TT Club’s Managing Director, Loss Prevention, Mike Yarwood explains: “The effects throughout 2020 of the Covid crisis threatened supply chain security, continuity and resilience. Not only did newly created high-value commodities such as PPE become targets for theft but bottle-necks in the logistics infrastructure at ports and warehouses brought increased potential risks. Temporary overflow storage facilities added to the dangers in loosening the grip of existing security systems.”

In Europe, the stockpiling of goods meant these inventories came under particular threat with 48% of 2020 reported thefts coming from warehouses and production facilities. This was in contrast with 2019 when only 18% came at such locations. On the other hand, 54% of incidents occurred in rest areas and parking sites in 2019 — the 2020 figure was 19%.

In Asia, the countries with the highest risk remain India, Indonesia, China and Bangladesh.
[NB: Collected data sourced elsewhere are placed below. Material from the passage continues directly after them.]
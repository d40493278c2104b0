pub mod block;
pub mod config;
pub mod draft;
pub mod error;
pub mod gateway;
pub mod io;
pub mod paths;
pub mod payload;
pub mod session;
pub mod state;
pub mod store;
pub mod types;
pub mod validation;
pub mod view;
pub mod wizard;

pub use error::{CoachError, Result};
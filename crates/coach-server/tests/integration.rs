use axum::http::StatusCode;
use http_body_util::BodyExt;
use serde_json::json;
use tempfile::TempDir;
use tower::ServiceExt;

// ---------------------------------------------------------------------------
// Helpers
// ---------------------------------------------------------------------------

/// Bootstrap a minimal coach workspace inside the given temp directory.
fn init_project(dir: &TempDir) {
    coach_core::io::ensure_dir(&dir.path().join(".coach/records")).unwrap();
    coach_core::config::Config::new("test-studio")
        .save(dir.path())
        .unwrap();
    coach_core::state::State::new("test-studio")
        .save(dir.path())
        .unwrap();
}

/// Send a request via `oneshot` and return (status, parsed JSON body).
async fn send(
    app: &axum::Router,
    method: &str,
    uri: &str,
    body: Option<serde_json::Value>,
) -> (StatusCode, serde_json::Value) {
    let builder = axum::http::Request::builder().method(method).uri(uri);
    let req = match body {
        Some(b) => builder
            .header("content-type", "application/json")
            .body(axum::body::Body::from(serde_json::to_vec(&b).unwrap()))
            .unwrap(),
        None => builder.body(axum::body::Body::empty()).unwrap(),
    };
    let response = app.clone().oneshot(req).await.unwrap();
    let status = response.status();
    let body = response.into_body().collect().await.unwrap().to_bytes();
    let json: serde_json::Value = serde_json::from_slice(&body).unwrap_or(serde_json::Value::Null);
    (status, json)
}

async fn get(app: &axum::Router, uri: &str) -> (StatusCode, serde_json::Value) {
    send(app, "GET", uri, None).await
}

async fn post(app: &axum::Router, uri: &str) -> (StatusCode, serde_json::Value) {
    send(app, "POST", uri, None).await
}

async fn post_json(
    app: &axum::Router,
    uri: &str,
    body: serde_json::Value,
) -> (StatusCode, serde_json::Value) {
    send(app, "POST", uri, Some(body)).await
}

async fn open(app: &axum::Router, query: &str) -> String {
    let (status, body) = post(app, &format!("/api/wizards{query}")).await;
    assert_eq!(status, StatusCode::CREATED, "open failed: {body}");
    body["session"].as_str().unwrap().to_string()
}

async fn add_block(app: &axum::Router, session: &str, body: serde_json::Value) -> String {
    let (status, body) = post_json(app, &format!("/api/wizards/{session}/blocks"), body).await;
    assert_eq!(status, StatusCode::CREATED, "add block failed: {body}");
    body["block"].as_str().unwrap().to_string()
}

// ---------------------------------------------------------------------------
// Sessions
// ---------------------------------------------------------------------------

#[tokio::test]
async fn open_wizard_returns_view() {
    let dir = TempDir::new().unwrap();
    init_project(&dir);
    let app = coach_server::build_router(dir.path().to_path_buf());

    let (status, body) = post(&app, "/api/wizards?category=fitness").await;
    assert_eq!(status, StatusCode::CREATED);
    assert_eq!(body["step"], "overview");
    assert_eq!(body["draft"]["category"], "fitness");
    assert_eq!(body["plan"], json!(["overview", "content", "calendar", "review"]));
    assert_eq!(body["canProceed"], false);
}

#[tokio::test]
async fn open_wizard_rejects_bad_category() {
    let dir = TempDir::new().unwrap();
    init_project(&dir);
    let app = coach_server::build_router(dir.path().to_path_buf());

    let (status, body) = post(&app, "/api/wizards?category=yoga").await;
    assert_eq!(status, StatusCode::BAD_REQUEST);
    assert!(body["error"].as_str().unwrap().contains("yoga"));
}

#[tokio::test]
async fn open_wizard_requires_init() {
    let dir = TempDir::new().unwrap();
    let app = coach_server::build_router(dir.path().to_path_buf());

    let (status, _) = post(&app, "/api/wizards").await;
    assert_eq!(status, StatusCode::BAD_REQUEST);
}

#[tokio::test]
async fn unknown_session_is_404() {
    let dir = TempDir::new().unwrap();
    init_project(&dir);
    let app = coach_server::build_router(dir.path().to_path_buf());

    let (status, _) = get(&app, "/api/wizards/nope").await;
    assert_eq!(status, StatusCode::NOT_FOUND);
    let (status, _) = post(&app, "/api/wizards/nope/next").await;
    assert_eq!(status, StatusCode::NOT_FOUND);
}

#[tokio::test]
async fn delete_wizard_discards_session() {
    let dir = TempDir::new().unwrap();
    init_project(&dir);
    let app = coach_server::build_router(dir.path().to_path_buf());
    let session = open(&app, "").await;

    let (status, body) = get(&app, "/api/wizards").await;
    assert_eq!(status, StatusCode::OK);
    assert_eq!(body.as_array().unwrap().len(), 1);

    let (status, _) = send(&app, "DELETE", &format!("/api/wizards/{session}"), None).await;
    assert_eq!(status, StatusCode::NO_CONTENT);
    let (status, _) = get(&app, &format!("/api/wizards/{session}")).await;
    assert_eq!(status, StatusCode::NOT_FOUND);
}

// ---------------------------------------------------------------------------
// Navigation
// ---------------------------------------------------------------------------

#[tokio::test]
async fn next_blocked_until_overview_complete() {
    let dir = TempDir::new().unwrap();
    init_project(&dir);
    let app = coach_server::build_router(dir.path().to_path_buf());
    let session = open(&app, "?category=nutrition").await;

    let (status, body) = post(&app, &format!("/api/wizards/{session}/next")).await;
    assert_eq!(status, StatusCode::UNPROCESSABLE_ENTITY);
    assert_eq!(body["fields"], json!(["title"]));

    let (status, body) = send(
        &app,
        "PATCH",
        &format!("/api/wizards/{session}/draft"),
        Some(json!({ "title": "Green Smoothie" })),
    )
    .await;
    assert_eq!(status, StatusCode::OK);
    assert_eq!(body["canProceed"], true);

    let (status, body) = post(&app, &format!("/api/wizards/{session}/next")).await;
    assert_eq!(status, StatusCode::OK);
    assert_eq!(body["step"], "content");

    let (status, body) = post(&app, &format!("/api/wizards/{session}/previous")).await;
    assert_eq!(status, StatusCode::OK);
    assert_eq!(body["step"], "overview");

    let (status, _) = post(&app, &format!("/api/wizards/{session}/previous")).await;
    assert_eq!(status, StatusCode::CONFLICT);
}

// ---------------------------------------------------------------------------
// Editing
// ---------------------------------------------------------------------------

#[tokio::test]
async fn tags_toggle() {
    let dir = TempDir::new().unwrap();
    init_project(&dir);
    let app = coach_server::build_router(dir.path().to_path_buf());
    let session = open(&app, "").await;
    let uri = format!("/api/wizards/{session}/tags");

    let (status, body) = post_json(&app, &uri, json!({ "tag": "strength" })).await;
    assert_eq!(status, StatusCode::OK);
    assert_eq!(body["action"], "added");
    assert_eq!(body["wizard"]["draft"]["tags"], json!(["strength"]));

    let (_, body) = post_json(&app, &uri, json!({ "tag": "strength" })).await;
    assert_eq!(body["action"], "removed");

    let (status, _) = post_json(&app, &uri, json!({ "tag": "   " })).await;
    assert_eq!(status, StatusCode::BAD_REQUEST);
}

#[tokio::test]
async fn blocks_add_edit_move_remove() {
    let dir = TempDir::new().unwrap();
    init_project(&dir);
    let app = coach_server::build_router(dir.path().to_path_buf());
    let session = open(&app, "?category=nutrition").await;

    let a = add_block(&app, &session, json!({ "type": "text", "content": "Intro" })).await;
    let b = add_block(&app, &session, json!({ "type": "ingredients" })).await;

    let (status, body) = send(
        &app,
        "PATCH",
        &format!("/api/wizards/{session}/blocks/{b}"),
        Some(json!({ "items": ["oats", "milk"], "imageUrl": "https://img.example/x.png" })),
    )
    .await;
    assert_eq!(status, StatusCode::OK);
    assert_eq!(body["ignored"], json!(["imageUrl"]));
    assert_eq!(
        body["wizard"]["draft"]["blocks"][1]["items"],
        json!(["oats", "milk"])
    );

    let (status, body) = send(
        &app,
        "PUT",
        &format!("/api/wizards/{session}/blocks/{b}/position"),
        Some(json!({ "index": 0 })),
    )
    .await;
    assert_eq!(status, StatusCode::OK);
    assert_eq!(body["draft"]["blocks"][0]["id"], b.as_str());
    assert_eq!(body["draft"]["blocks"][1]["order"], 1);

    let (status, body) = send(
        &app,
        "DELETE",
        &format!("/api/wizards/{session}/blocks/{a}"),
        None,
    )
    .await;
    assert_eq!(status, StatusCode::OK);
    assert_eq!(body["draft"]["blocks"].as_array().unwrap().len(), 1);

    let (status, _) = send(
        &app,
        "DELETE",
        &format!("/api/wizards/{session}/blocks/{a}"),
        None,
    )
    .await;
    assert_eq!(status, StatusCode::NOT_FOUND);
}

#[tokio::test]
async fn days_assign_and_unassign() {
    let dir = TempDir::new().unwrap();
    init_project(&dir);
    let app = coach_server::build_router(dir.path().to_path_buf());
    let session = open(&app, "?category=fitness").await;
    let block = add_block(&app, &session, json!({ "type": "text" })).await;

    let (status, body) = post_json(
        &app,
        &format!("/api/wizards/{session}/days/3"),
        json!({ "blockId": block }),
    )
    .await;
    assert_eq!(status, StatusCode::OK);
    assert_eq!(body["draft"]["days"], json!([{ "day": 3, "blockIds": [block] }]));

    let (status, _) = post_json(
        &app,
        &format!("/api/wizards/{session}/days/0"),
        json!({ "blockId": block }),
    )
    .await;
    assert_eq!(status, StatusCode::BAD_REQUEST);

    let (status, body) = send(
        &app,
        "DELETE",
        &format!("/api/wizards/{session}/days/3/{block}"),
        None,
    )
    .await;
    assert_eq!(status, StatusCode::OK);
    assert!(body["draft"].get("days").is_none());
}

// ---------------------------------------------------------------------------
// Save / publish
// ---------------------------------------------------------------------------

#[tokio::test]
async fn publish_empty_draft_lists_missing_fields() {
    let dir = TempDir::new().unwrap();
    init_project(&dir);
    let app = coach_server::build_router(dir.path().to_path_buf());
    let session = open(&app, "?category=mental").await;

    let (status, body) = post(&app, &format!("/api/wizards/{session}/publish")).await;
    assert_eq!(status, StatusCode::UNPROCESSABLE_ENTITY);
    let fields = body["fields"].as_array().unwrap();
    assert!(fields.contains(&json!("title")));
    assert!(fields.contains(&json!("blocks")));

    // A draft save of the same empty draft succeeds.
    let (status, body) = post(&app, &format!("/api/wizards/{session}/save-draft")).await;
    assert_eq!(status, StatusCode::OK);
    assert_eq!(body["wizard"]["step"], "overview");
    assert!(body["record"].as_str().is_some());
}

#[tokio::test]
async fn push_day_reaches_success() {
    let dir = TempDir::new().unwrap();
    init_project(&dir);
    let app = coach_server::build_router(dir.path().to_path_buf());
    let session = open(&app, "?category=fitness").await;

    send(
        &app,
        "PATCH",
        &format!("/api/wizards/{session}/draft"),
        Some(json!({ "title": "Push Day" })),
    )
    .await;
    post_json(
        &app,
        &format!("/api/wizards/{session}/tags"),
        json!({ "tag": "strength" }),
    )
    .await;
    let (_, body) = post(&app, &format!("/api/wizards/{session}/next")).await;
    assert_eq!(body["step"], "content");

    add_block(&app, &session, json!({ "type": "text", "content": "Warm up" })).await;
    let (_, body) = post(&app, &format!("/api/wizards/{session}/next")).await;
    assert_eq!(body["step"], "calendar");
    let (_, body) = post(&app, &format!("/api/wizards/{session}/next")).await;
    assert_eq!(body["step"], "review");

    let (status, body) = post(&app, &format!("/api/wizards/{session}/publish")).await;
    assert_eq!(status, StatusCode::OK);
    assert_eq!(body["wizard"]["step"], "success");
    let record = body["record"].as_str().unwrap().to_string();

    let (status, stored) = get(&app, &format!("/api/records/{record}")).await;
    assert_eq!(status, StatusCode::OK);
    assert_eq!(stored["title"], "Push Day");
    assert_eq!(stored["isDraft"], false);
    assert_eq!(stored["tags"], json!(["strength"]));

    // Success is terminal until start-new.
    let (status, _) = post(&app, &format!("/api/wizards/{session}/next")).await;
    assert_eq!(status, StatusCode::CONFLICT);
    let (status, body) = post(&app, &format!("/api/wizards/{session}/start-new")).await;
    assert_eq!(status, StatusCode::OK);
    assert_eq!(body["step"], "overview");
    assert_eq!(body["draft"]["category"], "fitness");
}

#[tokio::test]
async fn resume_existing_record() {
    let dir = TempDir::new().unwrap();
    init_project(&dir);
    let app = coach_server::build_router(dir.path().to_path_buf());
    let session = open(&app, "?category=nutrition").await;
    send(
        &app,
        "PATCH",
        &format!("/api/wizards/{session}/draft"),
        Some(json!({ "title": "Overnight Oats" })),
    )
    .await;
    let (_, saved) = post(&app, &format!("/api/wizards/{session}/save-draft")).await;
    let record = saved["record"].as_str().unwrap().to_string();

    let (status, body) = post(&app, &format!("/api/wizards?resume={record}&step=review")).await;
    assert_eq!(status, StatusCode::CREATED);
    assert_eq!(body["draft"]["title"], "Overnight Oats");
    assert_eq!(body["recordId"], record.as_str());
    assert_eq!(body["step"], "content");
}

#[tokio::test]
async fn resume_missing_record_starts_fresh() {
    let dir = TempDir::new().unwrap();
    init_project(&dir);
    let app = coach_server::build_router(dir.path().to_path_buf());

    let (status, body) = post(&app, "/api/wizards?resume=gone").await;
    assert_eq!(status, StatusCode::CREATED);
    assert_eq!(body["step"], "overview");
    assert_eq!(body["notice"]["kind"], "resume_failed");

    let session = body["session"].as_str().unwrap();
    let (_, body) = post(&app, &format!("/api/wizards/{session}/notice/dismiss")).await;
    assert!(body.get("notice").is_none());
}

#[tokio::test]
async fn records_list_and_missing_record() {
    let dir = TempDir::new().unwrap();
    init_project(&dir);
    let app = coach_server::build_router(dir.path().to_path_buf());

    let (status, body) = get(&app, "/api/records").await;
    assert_eq!(status, StatusCode::OK);
    assert_eq!(body, json!([]));

    let (status, _) = get(&app, "/api/records/unknown").await;
    assert_eq!(status, StatusCode::NOT_FOUND);
}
Meanwhile, Brazil remained a hot spot in South America and there was a significant impact from unrest in Mexico in 2020.

In the coming year disruption and the uneven resumption of international trade resulting from the spread of Covid will continue with imbalances in shipping container distribution that are likely to impact maritime, and through a knock-on effect air cargo capacity throughout 2021. The added vulnerability of cargo will therefore continue, TT Club and BSI warn.

The full report can be downloaded free of charge HERE

4. Colregs hit the Supreme Court

In the first collision appeal to come before the Supreme Court, and nearly 50 years after a collision appeal was last heard by the House of Lords, the Supreme Court has provided clarification on how to construe the Collision Regulations for the purposes of applying the Crossing Rules (Rules 15-17).  In holding that the Crossing Rules applied to the encounter between the Ever Smart and Alexandra I, it has overturned the decisions of both the Admiralty Court and Court of Appeal.

It is now settled that in the vicinity of the end of a narrow channel, the Crossing Rules are to apply where there is a risk of collision between two vessels that are on crossing courses and a steady bearing. The Crossing Rules will only be disapplied when the approaching vessel is shaping to enter the channel, adjusting her course so as to reach the entrance on the starboard side of it, on her final approach.

Click on the link below where Christian Dwyer, Sophie Henniker-Major and James Drummond of Ince summarise this decision and provide their comment on the judgment.


5. E-learning for seafarers

International seafarer welfare charity, The Mission to Seafarers has announced the launch of its new e-learning modules as an extension to its WeCare programme. In response to the added pressures on seafarers during Covid-19, the two face-to-face programmes are being moved online to provide greater accessibility.

WeCare was launched by The Mission to Seafarers in January 2019. The goal of this ambitious new initiative was to address an issue at the very heart of seafarers’ mental health and wellbeing: relationships and emotions.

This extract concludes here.